● Problem statement
Scan the records below for the word "that". Copy each line where it appears.

● Given information
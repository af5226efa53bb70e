//! Configuration
//!
//! - `WizardConfig`: claim chain, token symbol, receipt success status and
//!   the many-votes warning threshold
//! - `StatsWorkerConfig`: API keys, database path and per-chain RPC
//!   endpoints for the statistics worker
//!
//! Both read the process environment through `from_env`, or any lookup
//! function through `from_lookup`. Binaries call [`load_dotenv`] first so a
//! `.env` file in the working directory fills in unset variables.

use indexmap::{IndexMap, IndexSet};
use serde::{Deserialize, Serialize};
use std::path::{Path, PathBuf};
use std::str::FromStr;

use crate::claim::SUCCESS_STATUS;
use crate::error::ConfigError;
use crate::types::TokenAmount;

/// Bridged tokens and the chains each is bridged to, mainnet
pub const MAINNET_BRIDGES: &[(&str, &[&str])] = &[
    (
        "USDC",
        &["ethereum", "polygon", "gnosis", "optimism", "arbitrum", "base"],
    ),
    (
        "USDT",
        &["ethereum", "polygon", "gnosis", "optimism", "arbitrum"],
    ),
    ("DAI", &["ethereum", "polygon", "gnosis", "optimism", "arbitrum"]),
    (
        "ETH",
        &[
            "ethereum",
            "polygon",
            "gnosis",
            "optimism",
            "arbitrum",
            "nova",
            "base",
            "linea",
            "polygonzk",
        ],
    ),
    ("MATIC", &["ethereum", "polygon", "gnosis"]),
    (
        "HOP",
        &[
            "ethereum",
            "polygon",
            "gnosis",
            "optimism",
            "arbitrum",
            "nova",
            "base",
            "linea",
            "polygonzk",
        ],
    ),
    ("SNX", &["ethereum", "optimism"]),
    ("sUSD", &["ethereum", "optimism"]),
    ("rETH", &["ethereum", "optimism", "arbitrum"]),
    ("MAGIC", &["ethereum", "arbitrum", "nova"]),
];

/// Public RPC endpoint used when `<CHAIN>_RPC` is not set
pub fn default_rpc_url(chain: &str) -> Option<&'static str> {
    match chain {
        "ethereum" => Some("https://rpc.ankr.com/eth"),
        "polygon" => Some("https://polygon-rpc.com"),
        "gnosis" => Some("https://rpc.gnosischain.com"),
        "optimism" => Some("https://mainnet.optimism.io"),
        "arbitrum" => Some("https://arb1.arbitrum.io/rpc"),
        "nova" => Some("https://nova.arbitrum.io/rpc"),
        "base" => Some("https://mainnet.base.org"),
        "linea" => Some("https://rpc.linea.build"),
        "polygonzk" => Some("https://zkevm-rpc.com"),
        _ => None,
    }
}

/// Variables that were renamed, with their replacement
const DEPRECATED_VARS: &[(&str, &str)] = &[
    ("XDAI_RPC", "GNOSIS_RPC"),
    ("XDAI_ARCHIVE_RPC", "GNOSIS_ARCHIVE_RPC"),
];

const REDACTED: &str = "[REDACTED]";

fn process_env(key: &str) -> Option<String> {
    std::env::var(key).ok()
}

/// Load `.env` from the working directory or its parents, if there is one.
/// Variables already set in the process environment win.
pub fn load_dotenv() -> Result<Option<PathBuf>, ConfigError> {
    match dotenvy::dotenv() {
        Ok(path) => Ok(Some(path)),
        Err(e) if e.not_found() => Ok(None),
        Err(e) => Err(ConfigError::EnvFile {
            path: ".env".to_string(),
            reason: e.to_string(),
        }),
    }
}

/// Load variables from a specific env file. Existing variables win.
pub fn load_env_file(path: &Path) -> Result<(), ConfigError> {
    dotenvy::from_path(path).map_err(|e| ConfigError::EnvFile {
        path: path.display().to_string(),
        reason: e.to_string(),
    })
}

/// Look up `key`, treating an empty value as unset
fn lookup_non_empty<F>(lookup: &F, key: &str) -> Option<String>
where
    F: Fn(&str) -> Option<String>,
{
    lookup(key).filter(|v| !v.is_empty())
}

fn parse_var<F, T>(lookup: &F, key: &str, default: T) -> Result<T, ConfigError>
where
    F: Fn(&str) -> Option<String>,
    T: FromStr,
    T::Err: std::fmt::Display,
{
    match lookup_non_empty(lookup, key) {
        Some(raw) => raw
            .trim()
            .parse()
            .map_err(|e: T::Err| ConfigError::InvalidValue {
                var: key.to_string(),
                value: raw.clone(),
                reason: e.to_string(),
            }),
        None => Ok(default),
    }
}

/// Claim wizard configuration
#[derive(Debug, Clone, PartialEq, Eq, Serialize, Deserialize)]
pub struct WizardConfig {
    /// Chain id the claim contract lives on
    pub claim_chain_id: u64,
    /// Symbol of the claimed token
    pub token_symbol: String,
    /// Receipt status counted as a successful claim
    pub success_status: u64,
    /// Delegates holding more votes than this need an explicit confirm
    pub many_votes_threshold: TokenAmount,
}

impl Default for WizardConfig {
    fn default() -> Self {
        Self {
            claim_chain_id: 1,
            token_symbol: "HOP".to_string(),
            success_status: SUCCESS_STATUS,
            many_votes_threshold: TokenAmount::from_tokens(5_000_000),
        }
    }
}

impl WizardConfig {
    /// Create config from environment variables
    pub fn from_env() -> Result<Self, ConfigError> {
        Self::from_lookup(process_env)
    }

    pub fn from_lookup<F>(lookup: F) -> Result<Self, ConfigError>
    where
        F: Fn(&str) -> Option<String>,
    {
        let default = Self::default();
        let threshold_tokens: u128 = parse_var(
            &lookup,
            "CLAIM_MANY_VOTES_THRESHOLD",
            default.many_votes_threshold.base_units() / TokenAmount::from_tokens(1).base_units(),
        )?;

        Ok(Self {
            claim_chain_id: parse_var(&lookup, "CLAIM_CHAIN_ID", default.claim_chain_id)?,
            token_symbol: lookup_non_empty(&lookup, "CLAIM_TOKEN_SYMBOL")
                .unwrap_or(default.token_symbol),
            success_status: parse_var(&lookup, "CLAIM_SUCCESS_STATUS", default.success_status)?,
            many_votes_threshold: TokenAmount::from_tokens(threshold_tokens),
        })
    }
}

/// Statistics worker configuration
#[derive(Clone, Serialize)]
pub struct StatsWorkerConfig {
    pub pinata_api_key: Option<String>,
    pub pinata_secret_api_key: Option<String>,
    pub aws_access_key_id: Option<String>,
    pub aws_secret_access_key: Option<String>,
    pub aws_region: Option<String>,
    pub aws_profile: Option<String>,
    /// SQLite database file
    pub db_path: String,
    pub coingecko_api_key: String,
    /// Tokens with a bridge, in table order
    pub enabled_tokens: IndexSet<String>,
    /// Chains with any bridge, in first-seen order
    pub enabled_chains: IndexSet<String>,
    pub etherscan_api_keys: IndexMap<String, Option<String>>,
    pub rpc_urls: IndexMap<String, String>,
    /// Only chains with `<CHAIN>_ARCHIVE_RPC` set
    pub archive_rpc_urls: IndexMap<String, String>,
}

// Custom Debug implementation that redacts credentials
impl std::fmt::Debug for StatsWorkerConfig {
    fn fmt(&self, f: &mut std::fmt::Formatter<'_>) -> std::fmt::Result {
        let redacted = self.redacted();
        f.debug_struct("StatsWorkerConfig")
            .field("pinata_api_key", &redacted.pinata_api_key)
            .field("pinata_secret_api_key", &redacted.pinata_secret_api_key)
            .field("aws_access_key_id", &redacted.aws_access_key_id)
            .field("aws_secret_access_key", &redacted.aws_secret_access_key)
            .field("aws_region", &self.aws_region)
            .field("aws_profile", &self.aws_profile)
            .field("db_path", &self.db_path)
            .field("coingecko_api_key", &redacted.coingecko_api_key)
            .field("enabled_tokens", &self.enabled_tokens)
            .field("enabled_chains", &self.enabled_chains)
            .field("etherscan_api_keys", &redacted.etherscan_api_keys)
            .field("rpc_urls", &self.rpc_urls)
            .field("archive_rpc_urls", &self.archive_rpc_urls)
            .finish()
    }
}

impl StatsWorkerConfig {
    /// Create config from environment variables
    pub fn from_env() -> Result<Self, ConfigError> {
        Self::from_lookup(process_env)
    }

    pub fn from_lookup<F>(lookup: F) -> Result<Self, ConfigError>
    where
        F: Fn(&str) -> Option<String>,
    {
        for &(var, replacement) in DEPRECATED_VARS {
            if lookup_non_empty(&lookup, var).is_some() {
                return Err(ConfigError::Deprecated { var, replacement });
            }
        }

        let mut enabled_tokens = IndexSet::new();
        let mut enabled_chains = IndexSet::new();
        for (token, chains) in MAINNET_BRIDGES {
            enabled_tokens.insert(token.to_string());
            for chain in chains.iter() {
                enabled_chains.insert(chain.to_string());
            }
        }

        let mut etherscan_api_keys = IndexMap::new();
        let mut rpc_urls = IndexMap::new();
        let mut archive_rpc_urls = IndexMap::new();
        for chain in &enabled_chains {
            let prefix = chain.to_uppercase();

            etherscan_api_keys.insert(
                chain.clone(),
                lookup_non_empty(&lookup, &format!("ETHERSCAN_{}_API_KEY", prefix)),
            );

            let rpc = lookup_non_empty(&lookup, &format!("{}_RPC", prefix))
                .or_else(|| default_rpc_url(chain).map(str::to_string));
            if let Some(url) = rpc {
                rpc_urls.insert(chain.clone(), url);
            }

            if let Some(url) = lookup_non_empty(&lookup, &format!("{}_ARCHIVE_RPC", prefix)) {
                archive_rpc_urls.insert(chain.clone(), url);
            }
        }

        Ok(Self {
            pinata_api_key: lookup_non_empty(&lookup, "PINATA_API_KEY"),
            pinata_secret_api_key: lookup_non_empty(&lookup, "PINATA_SECRET_API_KEY"),
            aws_access_key_id: lookup_non_empty(&lookup, "AWS_ACCESS_KEY_ID"),
            aws_secret_access_key: lookup_non_empty(&lookup, "AWS_SECRET_ACCESS_KEY"),
            aws_region: lookup_non_empty(&lookup, "AWS_REGION"),
            aws_profile: lookup_non_empty(&lookup, "AWS_PROFILE"),
            db_path: lookup_non_empty(&lookup, "SQLITE3_DB")
                .unwrap_or_else(|| "./sqlite3.db".to_string()),
            coingecko_api_key: lookup("COINGECKO_API_KEY").unwrap_or_default(),
            enabled_tokens,
            enabled_chains,
            etherscan_api_keys,
            rpc_urls,
            archive_rpc_urls,
        })
    }

    /// Copy with every credential replaced by a placeholder
    pub fn redacted(&self) -> Self {
        let hide = |v: &Option<String>| v.as_ref().map(|_| REDACTED.to_string());
        Self {
            pinata_api_key: hide(&self.pinata_api_key),
            pinata_secret_api_key: hide(&self.pinata_secret_api_key),
            aws_access_key_id: hide(&self.aws_access_key_id),
            aws_secret_access_key: hide(&self.aws_secret_access_key),
            coingecko_api_key: if self.coingecko_api_key.is_empty() {
                String::new()
            } else {
                REDACTED.to_string()
            },
            etherscan_api_keys: self
                .etherscan_api_keys
                .iter()
                .map(|(chain, key)| (chain.clone(), hide(key)))
                .collect(),
            ..self.clone()
        }
    }
}
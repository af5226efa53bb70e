//! Background task feeding the "already claimed" signal into a wizard

use tokio::sync::watch;
use tracing::{debug, info, warn};

use super::machine::ClaimWizard;
use crate::claim::ClaimProvider;

/// Handle returned by spawn_claimed_watcher for graceful shutdown
pub struct WatcherHandle {
    pub task_handle: tokio::task::JoinHandle<()>,
    pub shutdown_tx: watch::Sender<bool>,
}

impl WatcherHandle {
    /// Signal the watcher to stop
    pub fn shutdown(&self) {
        if let Err(e) = self.shutdown_tx.send(true) {
            warn!("Failed to send shutdown signal to claimed watcher: {}", e);
        }
    }
}

/// Subscribe `wizard` to its provider's "already claimed" signal.
///
/// The current value is applied before this returns. The task stops when
/// the provider drops its sender or the handle signals shutdown.
pub fn spawn_claimed_watcher<P>(wizard: ClaimWizard<P>) -> WatcherHandle
where
    P: ClaimProvider + 'static,
{
    let (shutdown_tx, mut shutdown_rx) = watch::channel(false);
    let mut claimed_rx = wizard.provider().subscribe_claimed();

    let initial = *claimed_rx.borrow_and_update();
    wizard.on_already_claimed(initial);

    let task_handle = tokio::spawn(async move {
        loop {
            tokio::select! {
                changed = claimed_rx.changed() => {
                    if changed.is_err() {
                        debug!("Claimed signal closed, stopping watcher");
                        break;
                    }
                    let claimed = *claimed_rx.borrow_and_update();
                    if let Some(step) = wizard.on_already_claimed(claimed) {
                        debug!("Claimed signal {} moved wizard to {:?}", claimed, step);
                    }
                }
                res = shutdown_rx.changed() => {
                    if res.is_err() || *shutdown_rx.borrow() {
                        info!("Claimed watcher received shutdown signal, stopping");
                        break;
                    }
                }
            }
        }
    });

    WatcherHandle {
        task_handle,
        shutdown_tx,
    }
}
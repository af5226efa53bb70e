//! Pre-step checks shown around the wizard

use serde::Serialize;

use crate::claim::ClaimContext;

/// Why the steps are (or are not) available
#[derive(Debug, Clone, PartialEq, Eq, Serialize)]
#[serde(tag = "gate", rename_all = "snake_case")]
pub enum ClaimGate {
    /// Provider still loading claim data
    Loading,
    /// No wallet connected
    Disconnected,
    /// Wallet on a chain other than the claim chain
    WrongNetwork { expected: u64, connected: u64 },
    /// Provider warning, e.g. an unsupported wallet
    Warning { message: String },
    /// Connected account has nothing to claim
    NotEligible,
    /// Steps can be shown
    Open,
}

impl ClaimGate {
    pub fn evaluate(ctx: &ClaimContext, connected_chain: Option<u64>, expected_chain: u64) -> Self {
        if ctx.loading {
            return Self::Loading;
        }
        let connected = match connected_chain {
            Some(id) => id,
            None => return Self::Disconnected,
        };
        if connected != expected_chain {
            return Self::WrongNetwork {
                expected: expected_chain,
                connected,
            };
        }
        // Claimed accounts still see the final step
        if ctx.has_already_claimed {
            return Self::Open;
        }
        if let Some(warning) = &ctx.warning {
            return Self::Warning {
                message: warning.clone(),
            };
        }
        if !ctx.can_claim {
            return Self::NotEligible;
        }
        Self::Open
    }

    pub fn is_open(&self) -> bool {
        matches!(self, Self::Open)
    }
}

#[cfg(test)]
mod tests {
    use super::*;

    fn eligible() -> ClaimContext {
        ClaimContext {
            can_claim: true,
            ..ClaimContext::default()
        }
    }

    #[test]
    fn test_gate_order() {
        let mut ctx = eligible();
        ctx.loading = true;
        ctx.warning = Some("warn".into());
        assert_eq!(ClaimGate::evaluate(&ctx, None, 1), ClaimGate::Loading);

        ctx.loading = false;
        assert_eq!(ClaimGate::evaluate(&ctx, None, 1), ClaimGate::Disconnected);
        assert_eq!(
            ClaimGate::evaluate(&ctx, Some(10), 1),
            ClaimGate::WrongNetwork {
                expected: 1,
                connected: 10
            }
        );
        assert_eq!(
            ClaimGate::evaluate(&ctx, Some(1), 1),
            ClaimGate::Warning {
                message: "warn".into()
            }
        );
    }

    #[test]
    fn test_gate_eligibility() {
        let ctx = ClaimContext::default();
        assert_eq!(ClaimGate::evaluate(&ctx, Some(1), 1), ClaimGate::NotEligible);
        assert!(ClaimGate::evaluate(&eligible(), Some(1), 1).is_open());
    }

    #[test]
    fn test_gate_serializes_tagged() {
        let json = serde_json::to_value(ClaimGate::Warning {
            message: "unsupported wallet".into(),
        })
        .unwrap();
        assert_eq!(json["gate"], "warning");
        assert_eq!(json["message"], "unsupported wallet");
    }

    #[test]
    fn test_claimed_account_is_open() {
        let ctx = ClaimContext {
            has_already_claimed: true,
            warning: Some("nothing left".into()),
            ..ClaimContext::default()
        };
        assert!(ClaimGate::evaluate(&ctx, Some(1), 1).is_open());
    }
}
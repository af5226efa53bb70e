//! Token claim wizard
//!
//! Guides an account through:
//! 1. Reviewing the claimable amount
//! 2. Choosing a delegate for the claimed voting power
//! 3. Reviewing the claim
//! 4. Confirming the transaction in the wallet
//! 5. Done

pub mod gate;
pub mod machine;
pub mod state;
pub mod step;
pub mod watcher;

pub use gate::ClaimGate;
pub use machine::{ClaimAttempt, ClaimWizard, DelegateCheck};
pub use state::WizardState;
pub use step::{ClaimStep, StepView, WizardView};
pub use watcher::{spawn_claimed_watcher, WatcherHandle};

● Exercise output
/// Variables that were renamed, with their replacement
// Custom Debug implementation that redacts credentials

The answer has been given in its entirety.